Le soleil, en tournant, se déplaçait, égayait les vieux outils, le diligent, les tourrettes d'osier, le tatignon de cuivre; et, comme il gagnait les deux ouvrières, le métier où elles travaillaient flamba, avec ses ensubles et ses lattes vernies par l'usagé, avec tout ce qui trottait sur l'étoffe, les cannetilles et les paillettes du pâté, les bobines de soie, les broches chargées d'or fin.

Alors, dans ce rayonnement tiède de printemps, Angélique regarda le grand lis symbolique qu'elle avait terminé. Puis, elle répondit de son air d'allégresse confiante:

– Mais c'est Jésus que je veux!

IV

Malgré sa gaieté vivace, Angélique aimait la solitude; et c'était avec la joie d'une véritable récréation qu'elle se retrouvait seule dans sa chambre, le matin et le soir: elle s'y abandonnait, elle y goûtait l'escapade de ses songeries. Parfois même, au cours de la journée, lorsqu'elle pouvait y courir un instant, elle en était heureuse comme d'une fuite, en pleine liberté. La chambre, très vaste, tenait toute une moitié du comble, dont le grenier occupait le reste. Elle était entièrement blanchie à la chaux, les murs, les solives, jusqu'aux chevrons apparents des parties mansardées; et, dans cette nudité blanche, les vieux meubles de chêne semblaient noirs.

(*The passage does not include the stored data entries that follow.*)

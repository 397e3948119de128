use std::fmt::Display;
use std::str::FromStr;

use serde::{de, Deserialize, Deserializer, Serialize, Serializer};

use crate::error::ClockError;

/// the highest hour value on the extended clock. schedules use times past
/// 24:00:00 to keep after-midnight stops attached to their service day.
pub const MAX_EXTENDED_HOUR: u32 = 28;

/// a time of day on the GTFS extended clock, in [00:00:00, 28:59:59].
///
/// stored as whole seconds since the start of the service day so that
/// ordering and arithmetic do not need to re-parse the hh:mm:ss form.
#[derive(Debug, Clone, Copy, PartialEq, Eq, PartialOrd, Ord, Hash)]
pub struct ExtendedTime {
    seconds: u32,
}

impl ExtendedTime {
    pub fn new(hour: u32, minute: u32, second: u32) -> Result<ExtendedTime, ClockError> {
        if hour > MAX_EXTENDED_HOUR || minute > 59 || second > 59 {
            return Err(ClockError::InvalidTime(format!(
                "{hour:02}:{minute:02}:{second:02}"
            )));
        }
        Ok(ExtendedTime {
            seconds: hour * 3600 + minute * 60 + second,
        })
    }

    pub fn hour(&self) -> u32 {
        self.seconds / 3600
    }

    pub fn minute(&self) -> u32 {
        (self.seconds % 3600) / 60
    }

    pub fn second(&self) -> u32 {
        self.seconds % 60
    }

    /// seconds since the start of the service day
    pub fn total_seconds(&self) -> u32 {
        self.seconds
    }

    /// true when this time denotes an after-midnight passage (hour >= 24)
    pub fn rolls_past_midnight(&self) -> bool {
        self.hour() >= 24
    }
}

impl FromStr for ExtendedTime {
    type Err = ClockError;

    fn from_str(s: &str) -> Result<Self, Self::Err> {
        let mut parts = s.split(':');
        let (h, m, sec) = match (parts.next(), parts.next(), parts.next(), parts.next()) {
            (Some(h), Some(m), Some(sec), None) => (h, m, sec),
            _ => return Err(ClockError::InvalidTime(s.to_string())),
        };
        let parse = |field: &str| -> Result<u32, ClockError> {
            field
                .parse::<u32>()
                .map_err(|_| ClockError::InvalidTime(s.to_string()))
        };
        ExtendedTime::new(parse(h)?, parse(m)?, parse(sec)?)
    }
}

impl Display for ExtendedTime {
    fn fmt(&self, f: &mut std::fmt::Formatter<'_>) -> std::fmt::Result {
        write!(
            f,
            "{:02}:{:02}:{:02}",
            self.hour(),
            self.minute(),
            self.second()
        )
    }
}

impl Serialize for ExtendedTime {
    fn serialize<S: Serializer>(&self, serializer: S) -> Result<S::Ok, S::Error> {
        serializer.serialize_str(&self.to_string())
    }
}

impl<'de> Deserialize<'de> for ExtendedTime {
    fn deserialize<D: Deserializer<'de>>(deserializer: D) -> Result<Self, D::Error> {
        let s = String::deserialize(deserializer)?;
        ExtendedTime::from_str(&s).map_err(de::Error::custom)
    }
}
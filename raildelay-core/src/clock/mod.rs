mod extended_time;
pub mod ops;
mod service_day;

pub use extended_time::ExtendedTime;
pub use service_day::ServiceDay;

/// format used for service days everywhere in the pipeline (keys, files, logs)
pub const SERVICE_DAY_FORMAT: &str = "%Y%m%d";

/// format of the datetime field in vendor passage payloads
pub const VENDOR_DATETIME_FORMAT: &str = "%d/%m/%Y %H:%M";

/// wall-clock hours below this value belong to the previous service day,
/// shifted by +24h on the extended clock
pub const EARLY_MORNING_LIMIT: u32 = 3;
use raildelay_core::error::ClockError;
use raildelay_gtfs::error::ScheduleError;
use raildelay_realtime::error::RealtimeError;

#[derive(thiserror::Error, Debug)]
pub enum EtlError {
    #[error(transparent)]
    Schedule(#[from] ScheduleError),
    #[error(transparent)]
    Realtime(#[from] RealtimeError),
    #[error("clock failure: {0}")]
    Clock(#[from] ClockError),
    #[error("invalid configuration: {0}")]
    Configuration(String),
    #[error("a schedule refresh is already running ({0})")]
    ConcurrentRefresh(String),
    #[error("failure writing output artifact: {0}")]
    Output(String),
    #[error("io failure: {0}")]
    Io(#[from] std::io::Error),
    #[error("async runtime failure: {0}")]
    Runtime(String),
}
/// calendar_dates.txt as written, before the exception code is decoded
#[derive(Debug, Deserialize)]
struct RawCalendarDate {
    service_id: String,
    date: ServiceDay,
    exception_type: String,
}

impl ScheduleStore {
    /// ingests all seven GTFS tables from the canonical directory.
    /// fails with [`ScheduleError::ScheduleNotLoaded`] when a required
    /// file is missing; unparseable rows are dropped with a debug log.
    pub async fn load_gtfs_directory(&self, dir: &Path) -> Result<LoadSummary, ScheduleError> {
        ensure_required_tables(dir)?;
        let mut summary = LoadSummary::default();

        let agencies: Vec<Agency> = read_table(dir, "agency.txt")?;
        summary.agencies = self.bulk_insert_agencies(&agencies).await?;

        let routes: Vec<Route> = read_table(dir, "routes.txt")?;
        summary.routes = self.bulk_insert_routes(&routes).await?;

        let trips: Vec<Trip> = read_table(dir, "trips.txt")?;
        summary.trips = self.bulk_insert_trips(&trips).await?;

        let stops: Vec<Stop> = read_table(dir, "stops.txt")?;
        summary.stops = self.bulk_insert_stops(&stops).await?;

        let stop_times: Vec<StopTimeRecord> = read_table(dir, "stop_times.txt")?;
        summary.stop_times = self.bulk_insert_stop_times(&stop_times).await?;

        let calendars: Vec<Calendar> = read_table(dir, "calendar.txt")?;
        summary.calendars = self.bulk_insert_calendars(&calendars).await?;

        let raw_dates: Vec<RawCalendarDate> = read_table(dir, "calendar_dates.txt")?;
        let exceptions = decode_calendar_dates(raw_dates);
        summary.calendar_exceptions = self.bulk_insert_calendar_exceptions(&exceptions).await?;

        log::info!(
            "GTFS load complete: {} trips, {} stop_times, {} services",
            summary.trips,
            summary.stop_times,
            summary.calendars
        );
        Ok(summary)
    }

    async fn bulk_insert_agencies(&self, rows: &[Agency]) -> Result<usize, ScheduleError> {
        let failed = self
            .insert_chunked(rows, "agencies", INSERT_AGENCY, bind_agency, false)
            .await?;
        let mut loaded = rows.len() - failed.len();
        for row in failed {
            if self.try_upsert("agencies", self.upsert_agency(row).await) {
                loaded += 1;
            }
        }
        Ok(loaded)
    }

    async fn bulk_insert_routes(&self, rows: &[Route]) -> Result<usize, ScheduleError> {
        let failed = self
            .insert_chunked(rows, "routes", INSERT_ROUTE, bind_route, false)
            .await?;
        let mut loaded = rows.len() - failed.len();
        for row in failed {
            if self.try_upsert("routes", self.upsert_route(row).await) {
                loaded += 1;
            }
        }
        Ok(loaded)
    }

    async fn bulk_insert_trips(&self, rows: &[Trip]) -> Result<usize, ScheduleError> {
        let failed = self
            .insert_chunked(rows, "trips", INSERT_TRIP, bind_trip, false)
            .await?;
        let mut loaded = rows.len() - failed.len();
        for row in failed {
            if self.try_upsert("trips", self.upsert_trip(row).await) {
                loaded += 1;
            }
        }
        Ok(loaded)
    }

    async fn bulk_insert_stops(&self, rows: &[Stop]) -> Result<usize, ScheduleError> {
        let failed = self
            .insert_chunked(rows, "stops", INSERT_STOP, bind_stop, false)
            .await?;
        let mut loaded = rows.len() - failed.len();
        for row in failed {
            if self.try_upsert("stops", self.upsert_stop(row).await) {
                loaded += 1;
            }
        }
        Ok(loaded)
    }

    async fn bulk_insert_stop_times(
        &self,
        rows: &[StopTimeRecord],
    ) -> Result<usize, ScheduleError> {
        let failed = self
            .insert_chunked(rows, "stop_times", INSERT_STOP_TIME, bind_stop_time, true)
            .await?;
        let mut loaded = rows.len() - failed.len();
        for row in failed {
            if self.try_upsert("stop_times", self.upsert_stop_time(row).await) {
                loaded += 1;
            }
        }
        Ok(loaded)
    }

    async fn bulk_insert_calendars(&self, rows: &[Calendar]) -> Result<usize, ScheduleError> {
        let failed = self
            .insert_chunked(rows, "calendars", INSERT_CALENDAR, bind_calendar, false)
            .await?;
        let mut loaded = rows.len() - failed.len();
        for row in failed {
            if self.try_upsert("calendars", self.upsert_calendar(row).await) {
                loaded += 1;
            }
        }
        Ok(loaded)
    }

    async fn bulk_insert_calendar_exceptions(
        &self,
        rows: &[CalendarException],
    ) -> Result<usize, ScheduleError> {
        let failed = self
            .insert_chunked(
                rows,
                "calendar_dates",
                INSERT_CALENDAR_DATE,
                bind_calendar_date,
                false,
            )
            .await?;
        let mut loaded = rows.len() - failed.len();
        for row in failed {
            if self.try_upsert("calendar_dates", self.upsert_calendar_exception(row).await) {
                loaded += 1;
            }
        }
        Ok(loaded)
    }

    /// inserts rows in transactions of [`CHUNK_SIZE`]; returns the rows of
    /// every chunk that failed, for the caller's per-row upsert fallback
    async fn insert_chunked<'r, T, F>(
        &self,
        rows: &'r [T],
        table: &str,
        insert_sql: &'static str,
        bind: F,
        with_progress: bool,
    ) -> Result<Vec<&'r T>, ScheduleError>
    where
        F: for<'q> Fn(SqliteQuery<'q>, &'q T) -> SqliteQuery<'q>,
    {
        let mut failed: Vec<&'r T> = Vec::new();
        let chunk_count = rows.len().div_ceil(CHUNK_SIZE);
        let mut chunks: Box<dyn Iterator<Item = &'r [T]> + 'r> = Box::new(rows.chunks(CHUNK_SIZE));
        if with_progress {
            chunks = Box::new(tqdm!(
                rows.chunks(CHUNK_SIZE),
                total = chunk_count,
                desc = table.to_string()
            ));
        }
        for chunk in chunks {
            match self.insert_chunk(chunk, insert_sql, &bind).await {
                Ok(()) => {}
                Err(e) => {
                    log::warn!(
                        "chunk of {} rows failed on '{table}', falling back to row upserts: {e}",
                        chunk.len()
                    );
                    failed.extend(chunk.iter());
                }
            }
        }
        if with_progress {
            eprintln!();
        }
        Ok(failed)
    }

    async fn insert_chunk<T, F>(
        &self,
        chunk: &[T],
        insert_sql: &'static str,
        bind: &F,
    ) -> Result<(), ScheduleError>
    where
        F: for<'q> Fn(SqliteQuery<'q>, &'q T) -> SqliteQuery<'q>,
    {
        let mut tx = self.pool().begin().await?;
        for row in chunk {
            bind(sqlx::query(insert_sql), row)
                .execute(&mut *tx)
                .await?;
        }
        tx.commit().await?;
        Ok(())
    }

    /// logs and swallows a failed row-level upsert; the row is dropped
    fn try_upsert(&self, table: &str, outcome: Result<(), ScheduleError>) -> bool {
        match outcome {
            Ok(()) => true,
            Err(e) => {
                log::debug!("dropping row on '{table}': {e}");
                false
            }
        }
    }
}

fn ensure_required_tables(dir: &Path) -> Result<(), ScheduleError> {
    for file in REQUIRED_TABLES {
        if !dir.join(file).is_file() {
            return Err(ScheduleError::ScheduleNotLoaded(file.to_string()));
        }
    }
    Ok(())
}

fn read_table<T: DeserializeOwned>(dir: &Path, name: &str) -> Result<Vec<T>, ScheduleError> {
    let path = dir.join(name);
    let mut reader = csv::Reader::from_path(&path)
        .map_err(|e| ScheduleError::TableRead(name.to_string(), e.to_string()))?;
    let mut rows = Vec::new();
    let mut dropped = 0usize;
    for result in reader.deserialize::<T>() {
        match result {
            Ok(row) => rows.push(row),
            Err(e) => {
                dropped += 1;
                log::debug!("dropping row of {name}: {e}");
            }
        }
    }
    if dropped > 0 {
        log::warn!("dropped {dropped} unreadable rows from {name}");
    }
    Ok(rows)
}

fn decode_calendar_dates(raw: Vec<RawCalendarDate>) -> Vec<CalendarException> {
    raw.into_iter()
        .filter_map(|row| match ExceptionKind::from_gtfs_code(&row.exception_type) {
            Some(kind) => Some(CalendarException {
                service_id: row.service_id,
                date: row.date,
                exception_type: kind,
            }),
            None => {
                log::debug!(
                    "dropping calendar_dates row for {}: unknown exception_type '{}'",
                    row.service_id,
                    row.exception_type
                );
                None
            }
        })
        .collect()
}

const INSERT_AGENCY: &str = r#"
    INSERT INTO agencies (agency_id, agency_name, agency_url, agency_timezone, agency_lang)
    VALUES (?, ?, ?, ?, ?)
"#;

fn bind_agency<'q>(query: SqliteQuery<'q>, row: &'q Agency) -> SqliteQuery<'q> {
    query
        .bind(&row.agency_id)
        .bind(&row.agency_name)
        .bind(&row.agency_url)
        .bind(&row.agency_timezone)
        .bind(&row.agency_lang)
}

const INSERT_ROUTE: &str = r#"
    INSERT INTO routes (route_id, agency_id, route_short_name, route_long_name,
                        route_type, route_color, route_text_color)
    VALUES (?, ?, ?, ?, ?, ?, ?)
"#;

fn bind_route<'q>(query: SqliteQuery<'q>, row: &'q Route) -> SqliteQuery<'q> {
    query
        .bind(&row.route_id)
        .bind(&row.agency_id)
        .bind(&row.route_short_name)
        .bind(&row.route_long_name)
        .bind(&row.route_type)
        .bind(&row.route_color)
        .bind(&row.route_text_color)
}

const INSERT_TRIP: &str = r#"
    INSERT INTO trips (trip_id, route_id, service_id, trip_headsign, direction_id, block_id)
    VALUES (?, ?, ?, ?, ?, ?)
"#;

fn bind_trip<'q>(query: SqliteQuery<'q>, row: &'q Trip) -> SqliteQuery<'q> {
    query
        .bind(&row.trip_id)
        .bind(&row.route_id)
        .bind(&row.service_id)
        .bind(&row.trip_headsign)
        .bind(&row.direction_id)
        .bind(&row.block_id)
}

const INSERT_STOP: &str = r#"
    INSERT INTO stops (stop_id, stop_name, stop_desc, stop_lat, stop_lon,
                       zone_id, location_type, parent_station)
    VALUES (?, ?, ?, ?, ?, ?, ?, ?)
"#;

fn bind_stop<'q>(query: SqliteQuery<'q>, row: &'q Stop) -> SqliteQuery<'q> {
    query
        .bind(&row.stop_id)
        .bind(&row.stop_name)
        .bind(&row.stop_desc)
        .bind(row.stop_lat)
        .bind(row.stop_lon)
        .bind(&row.zone_id)
        .bind(&row.location_type)
        .bind(&row.parent_station)
}

const INSERT_STOP_TIME: &str = r#"
    INSERT INTO stop_times (trip_id, stop_id, arrival_time, departure_time,
                            stop_sequence, stop_headsign, pickup_type, drop_off_type)
    VALUES (?, ?, ?, ?, ?, ?, ?, ?)
"#;

fn bind_stop_time<'q>(query: SqliteQuery<'q>, row: &'q StopTimeRecord) -> SqliteQuery<'q> {
    query
        .bind(&row.trip_id)
        .bind(&row.stop_id)
        .bind(row.arrival_time.to_string())
        .bind(row.departure_time.to_string())
        .bind(row.stop_sequence as i64)
        .bind(&row.stop_headsign)
        .bind(&row.pickup_type)
        .bind(&row.drop_off_type)
}

const INSERT_CALENDAR: &str = r#"
    INSERT INTO calendars (service_id, monday, tuesday, wednesday, thursday,
                           friday, saturday, sunday, start_date, end_date)
    VALUES (?, ?, ?, ?, ?, ?, ?, ?, ?, ?)
"#;

fn bind_calendar<'q>(query: SqliteQuery<'q>, row: &'q Calendar) -> SqliteQuery<'q> {
    query
        .bind(&row.service_id)
        .bind(row.monday as i64)
        .bind(row.tuesday as i64)
        .bind(row.wednesday as i64)
        .bind(row.thursday as i64)
        .bind(row.friday as i64)
        .bind(row.saturday as i64)
        .bind(row.sunday as i64)
        .bind(row.start_date.to_string())
        .bind(row.end_date.to_string())
}

const INSERT_CALENDAR_DATE: &str = r#"
    INSERT INTO calendar_dates (service_id, date, exception_type)
    VALUES (?, ?, ?)
"#;

fn bind_calendar_date<'q>(query: SqliteQuery<'q>, row: &'q CalendarException) -> SqliteQuery<'q> {
    query
        .bind(&row.service_id)
        .bind(row.date.to_string())
        .bind(row.exception_type.gtfs_code())
}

Lors des embellissements du salon et de la chambre à coucher, en bas, où avait monté là l'antique mobilier, datant de toutes les époques: un coffre de la Renaissance, une table et des chaises Louis XIII, un énorme lit Louis XIV, une très belle armoire Louis XV.

Seuls, le poêle, en faïence blanche, et la table de toilette, une petite table recouverte de toile cirée, juraient, au milieu de ces vieilleries vénérables. Drapé dans une ancienne Perse rose, à bouquets de bruyères, si pâlie qu'elle était devenue d'un rose éteint, soupçonné à peine, l'énorme lit surtout gardait la majesté de son grand âge. Mais ce qui plaisait à Angélique, c'était le balcon. Des deux portes-fenêtres d'autrefois, l'une, celle de gauche, avait été condamnée, simplement à l'aide de clous; et le balcon, qui jadis régnait sur la largeur de l'étage, n'existait plus que devant la fenêtre de droite. Comme les solives, dessous, étaient encore bonnes, on avait remis un parquet et vissé dessus une rampe de fer, à la place de l'ancienne balustrade pourrie. C'était là un coin charmant, une sorte de niche, sous la pointe du pignon, que fermaient des voliges, remplacées au commencement de ce siècle. Lorsqu'on se penchait, on voyait toute la façade sur le jardin, très caduque celle-ci, avec son soubassement de petites pierres taillées, ses pans de bois garnis de briques apparentes, ses larges baies, aujourd'hui réduites. En bas, la porte de la cuisine était surmontée d'un auvent, recouvert de zinc. Et, en haut, les dernières sablières, qui avançaient d'un mètre, ainsi que le faîtage du comble, se trouvaient consolidées par de grandes consoles, dont le pied s'appuyait au bandeau du rez-de-chaussée. Cela mettait le balcon dans toute une végétation de charpentes, au fond d'une forêt de vieux bois, que verdissaient des giroflées et des mousses.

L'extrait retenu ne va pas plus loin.